How a start-up helps achieving food chain sustainability

31 Maret 2020

Founded in 2011, Evry-based Ÿnsect supplies protein produced from farmed insects to be used in fish feed, fertilizer and pet food. Having raised $125 million in funding from private investors last year, the company is currently working on increasing production to 250,000 metric tons of insect protein per year and has signed $100 million worth of contracts with feed, fertilizer and pet food companies.

Using insects as a source of protein is a logical step in increasing the sustainability of global food chains at a time when other sources of protein, such as fish, soybeans and corn, are either becoming depleted or are blamed for large scale soil degradation.

While the company currently focuses on providing insects as feed for industry rather than human consumption, the idea is popular with environmentally conscious consumers. With five metric tons of fish protected for every one metric of insect protein used, Antoine Hubert, one of Ÿnsect’s founders, claims that “the sustainability and natural angle, [is] key for consumers and they really appreciate it”.

In June 2019, Ÿnsect also secured €20 million worth of backing from the European Commission and the Bio-Based Industries Joint Undertaking (BBI) to build the sector’s first fully-automated, sustainable, bio-based protein plant. The project, coined FARMYNG, will be based in Amiens, France, and will be able to produce roughly 20,000 tons of insect protein per year when run at full capacity.
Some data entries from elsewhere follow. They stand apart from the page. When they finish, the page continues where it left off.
impl NodeArena {
    pub fn new() -> Self {
        Self::default()
    }

    fn read(&self) -> RwLockReadGuard<'_, Inner> {
        self.graph.read().unwrap_or_else(PoisonError::into_inner)
    }

    fn write(&self) -> RwLockWriteGuard<'_, Inner> {
        self.graph.write().unwrap_or_else(PoisonError::into_inner)
    }

    pub fn add_node(&self, target: ComputationTargetSpecification) -> NodeId {
        self.write().add_node(DependencyNode::new(target))
    }

    /// Detaches a node from all of its neighbours and drops it.
    pub fn remove_node(&self, node: NodeId) -> Option<DependencyNode> {
        self.write().remove_node(node)
    }

    pub fn contains(&self, node: NodeId) -> bool {
        self.read().contains_node(node)
    }

    pub fn len(&self) -> usize {
        self.read().node_count()
    }

    pub fn is_empty(&self) -> bool {
        self.len() == 0
    }

    /// A snapshot of a node's data.
    pub fn node(&self, node: NodeId) -> Option<DependencyNode> {
        self.read().node_weight(node).cloned()
    }

    pub fn input_nodes(&self, node: NodeId) -> BTreeSet<NodeId> {
        self.read()
            .neighbors_directed(node, Direction::Incoming)
            .collect()
    }

    pub fn dependent_nodes(&self, node: NodeId) -> BTreeSet<NodeId> {
        self.read()
            .neighbors_directed(node, Direction::Outgoing)
            .collect()
    }

    pub fn output_values(&self, node: NodeId) -> Result<BTreeSet<ValueSpecification>, GraphError> {
        let graph = self.read();
        Ok(weight(&graph, node)?.output_values.clone())
    }

    pub fn input_values(&self, node: NodeId) -> Result<BTreeSet<ValueSpecification>, GraphError> {
        let graph = self.read();
        Ok(weight(&graph, node)?.input_values.clone())
    }

    pub fn terminal_output_values(
        &self,
        node: NodeId,
    ) -> Result<BTreeSet<ValueSpecification>, GraphError> {
        let graph = self.read();
        Ok(weight(&graph, node)?.terminal_output_values.clone())
    }

    /// Whether `to` can be reached from `from` by following dependent edges.
    /// A node reaches itself.
    pub fn reaches(&self, from: NodeId, to: NodeId) -> bool {
        let graph = self.read();
        graph.contains_node(from)
            && graph.contains_node(to)
            && has_path_connecting(&*graph, from, to, None)
    }

    /// Runs a read-only closure over the underlying storage.
    pub(crate) fn with_graph<R>(&self, f: impl FnOnce(&Inner) -> R) -> R {
        f(&self.read())
    }

    pub fn add_input_node(&self, node: NodeId, input: NodeId) -> Result<(), GraphError> {
        self.add_input_nodes(node, [input])
    }

    /// Registers producers of `node`. Either every edge is added or none.
    pub fn add_input_nodes(
        &self,
        node: NodeId,
        inputs: impl IntoIterator<Item = NodeId>,
    ) -> Result<(), GraphError> {
        let inputs: Vec<NodeId> = inputs.into_iter().collect();
        let mut graph = self.write();

        if weight(&graph, node)?.is_market_data() && !inputs.is_empty() {
            return Err(GraphError::LeafHasInputs(node));
        }
        for &input in &inputs {
            weight(&graph, input)?;
            if input == node {
                return Err(GraphError::SelfLoop(node));
            }
        }

        for input in inputs {
            graph.update_edge(input, node, ());
        }

        Ok(())
    }

    pub fn add_output_value(&self, node: NodeId, value: ValueSpecification) -> Result<(), GraphError> {
        self.add_output_values(node, [value])
    }

    pub fn add_output_values(
        &self,
        node: NodeId,
        values: impl IntoIterator<Item = ValueSpecification>,
    ) -> Result<(), GraphError> {
        let mut graph = self.write();
        weight_mut(&mut graph, node)?.output_values.extend(values);
        Ok(())
    }

    /// Records a consumed value. Which node produces it is tracked separately
    /// through [`add_input_node`](Self::add_input_node).
    pub fn add_input_value(&self, node: NodeId, value: ValueSpecification) -> Result<(), GraphError> {
        let mut graph = self.write();
        weight_mut(&mut graph, node)?.input_values.insert(value);
        Ok(())
    }

    /// Removes an output no dependent node consumes anymore.
    pub fn remove_output_value(
        &self,
        node: NodeId,
        value: &ValueSpecification,
    ) -> Result<(), GraphError> {
        let mut graph = self.write();

        if !weight(&graph, node)?.output_values.contains(value) {
            return Err(GraphError::OutputNotFound {
                node,
                value: value.clone(),
            });
        }
        if let Some(dependent) = consumer_of(&graph, node, value) {
            return Err(GraphError::OutputStillReferenced {
                node,
                value: value.clone(),
                dependent,
            });
        }

        let weight = weight_mut(&mut graph, node)?;
        weight.output_values.remove(value);
        weight.terminal_output_values.remove(value);
        Ok(())
    }

    /// Removes every non-terminal output that no dependent node consumes and
    /// returns what was removed.
    pub fn remove_unnecessary_outputs(
        &self,
        node: NodeId,
    ) -> Result<BTreeSet<ValueSpecification>, GraphError> {
        let mut graph = self.write();

        let unnecessary: BTreeSet<ValueSpecification> = {
            let weight = weight(&graph, node)?;
            weight
                .output_values
                .iter()
                .filter(|value| !weight.terminal_output_values.contains(*value))
                .filter(|value| consumer_of(&graph, node, value).is_none())
                .cloned()
                .collect()
        };

        let weight = weight_mut(&mut graph, node)?;
        for value in &unnecessary {
            weight.output_values.remove(value);
        }

        Ok(unnecessary)
    }

    /// Swaps the identity of an output and rewrites every dependent node that
    /// consumes it. Returns the number of dependents updated.
    pub fn replace_output_value(
        &self,
        node: NodeId,
        existing: &ValueSpecification,
        replacement: ValueSpecification,
    ) -> Result<usize, GraphError> {
        let mut graph = self.write();

        {
            let weight = weight_mut(&mut graph, node)?;
            if !weight.output_values.remove(existing) {
                return Err(GraphError::OutputNotFound {
                    node,
                    value: existing.clone(),
                });
            }
            weight.output_values.insert(replacement.clone());
            if weight.terminal_output_values.remove(existing) {
                weight.terminal_output_values.insert(replacement.clone());
            }
        }

        let dependents: Vec<NodeId> = graph
            .neighbors_directed(node, Direction::Outgoing)
            .collect();

        let mut updated = 0;
        for dependent in dependents {
            let weight = weight_mut(&mut graph, dependent)?;
            if weight.input_values.remove(existing) {
                weight.input_values.insert(replacement.clone());
                updated += 1;
            }
        }

        Ok(updated)
    }

    /// Re-points the producer of one input of `node` from `previous` to
    /// `replacement`. The edge from `previous` is removed when it no longer
    /// produces any other value `node` consumes.
    pub fn replace_input(
        &self,
        node: NodeId,
        value: &ValueSpecification,
        previous: NodeId,
        replacement: NodeId,
    ) -> Result<(), GraphError> {
        let mut graph = self.write();

        let consumer = weight(&graph, node)?;
        if !consumer.input_values.contains(value) {
            return Err(GraphError::InputNotFound {
                node,
                value: value.clone(),
            });
        }
        if !weight(&graph, replacement)?.output_values.contains(value) {
            return Err(GraphError::OutputNotFound {
                node: replacement,
                value: value.clone(),
            });
        }
        if replacement == node {
            return Err(GraphError::SelfLoop(node));
        }

        let previous_outputs = &weight(&graph, previous)?.output_values;
        let still_used = consumer
            .input_values
            .iter()
            .any(|input| input != value && previous_outputs.contains(input));

        graph.update_edge(replacement, node, ());
        if !still_used && previous != replacement {
            if let Some(edge) = graph.find_edge(previous, node) {
                graph.remove_edge(edge);
            }
        }

        Ok(())
    }

    /// Moves every input and dependent edge of `node` onto `replacement`.
    ///
    /// The outputs of `node` are re-targeted to the replacement's target and
    /// added to it, terminal markings included, and consumers are rewritten to
    /// read the re-targeted values. Afterwards `node` is detached and has no
    /// outputs left.
    pub fn replace_with(&self, node: NodeId, replacement: NodeId) -> Result<(), GraphError> {
        if node == replacement {
            return Ok(());
        }

        let mut graph = self.write();

        let old = weight(&graph, node)?.clone();
        let target = weight(&graph, replacement)?.target.clone();

        let inputs: Vec<NodeId> = graph
            .neighbors_directed(node, Direction::Incoming)
            .collect();
        let dependents: Vec<NodeId> = graph
            .neighbors_directed(node, Direction::Outgoing)
            .collect();

        let retarget = |value: &ValueSpecification| value.with_target(target.clone());

        let leaf = weight(&graph, replacement)?;
        if leaf.is_market_data() {
            if inputs.iter().any(|input| *input != replacement) {
                return Err(GraphError::LeafHasInputs(replacement));
            }
            if old
                .output_values
                .iter()
                .any(|value| !leaf.output_values.contains(&retarget(value)))
            {
                return Err(GraphError::LeafHasOutputs(replacement));
            }
        }

        {
            let weight = weight_mut(&mut graph, replacement)?;
            weight.input_values.extend(old.input_values.iter().cloned());
            weight.output_values.extend(old.output_values.iter().map(retarget));
            weight
                .terminal_output_values
                .extend(old.terminal_output_values.iter().map(retarget));
        }

        for dependent in &dependents {
            let weight = weight_mut(&mut graph, *dependent)?;
            for value in &old.output_values {
                if weight.input_values.remove(value) {
                    weight.input_values.insert(retarget(value));
                }
            }
        }

        for input in inputs {
            if input != replacement {
                graph.update_edge(input, replacement, ());
            }
        }
        for dependent in dependents {
            if dependent != replacement {
                graph.update_edge(replacement, dependent, ());
            }
        }

        let edges: Vec<_> = graph
            .edges_directed(node, Direction::Incoming)
            .chain(graph.edges_directed(node, Direction::Outgoing))
            .map(|edge| edge.id())
            .collect();
        for edge in edges {
            graph.remove_edge(edge);
        }

        let weight = weight_mut(&mut graph, node)?;
        weight.output_values.clear();
        weight.terminal_output_values.clear();

        Ok(())
    }

    /// Binds the function. A node's function can only be set once.
    pub fn set_function(&self, node: NodeId, function: ParameterizedFunction) -> Result<(), GraphError> {
        let mut graph = self.write();

        let has_inputs = graph
            .neighbors_directed(node, Direction::Incoming)
            .next()
            .is_some();
        let weight = weight_mut(&mut graph, node)?;

        if weight.function.is_some() {
            return Err(GraphError::FunctionAlreadySet(node));
        }
        let kind = function.kind();
        if kind == FunctionKind::MarketDataSourced && has_inputs {
            return Err(GraphError::LeafHasInputs(node));
        }

        weight.kind = kind;
        weight.function = Some(function);
        Ok(())
    }

    /// Exempts an output from pruning. The value is added to the outputs if
    /// it was not there yet.
    pub fn add_terminal_output_value(
        &self,
        node: NodeId,
        value: ValueSpecification,
    ) -> Result<(), GraphError> {
        let mut graph = self.write();
        let weight = weight_mut(&mut graph, node)?;
        weight.output_values.insert(value.clone());
        weight.terminal_output_values.insert(value);
        Ok(())
    }

    pub fn remove_terminal_output_value(
        &self,
        node: NodeId,
        value: &ValueSpecification,
    ) -> Result<bool, GraphError> {
        let mut graph = self.write();
        Ok(weight_mut(&mut graph, node)?
            .terminal_output_values
            .remove(value))
    }
}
The whole production chain is modeled on a circular economy and zero-waste. Molitor larvae consume organic matter and the insects require less space, less water and less earth to grow and is consumed by a vast range of animals. Set to open in 2021, the Amiens plant will use vertical farming techniques to save both energy and space and will bring the EU one step closer to reducing reliance on large scale protein imports.

With the global population set to reach approximately 10 billion by 2050, food production will need to increase by 70% according to the UN. With rising demand for animal protein and its adverse impact on the environment, alternative protein sources will be a key factor in ensuring food chain sustainability.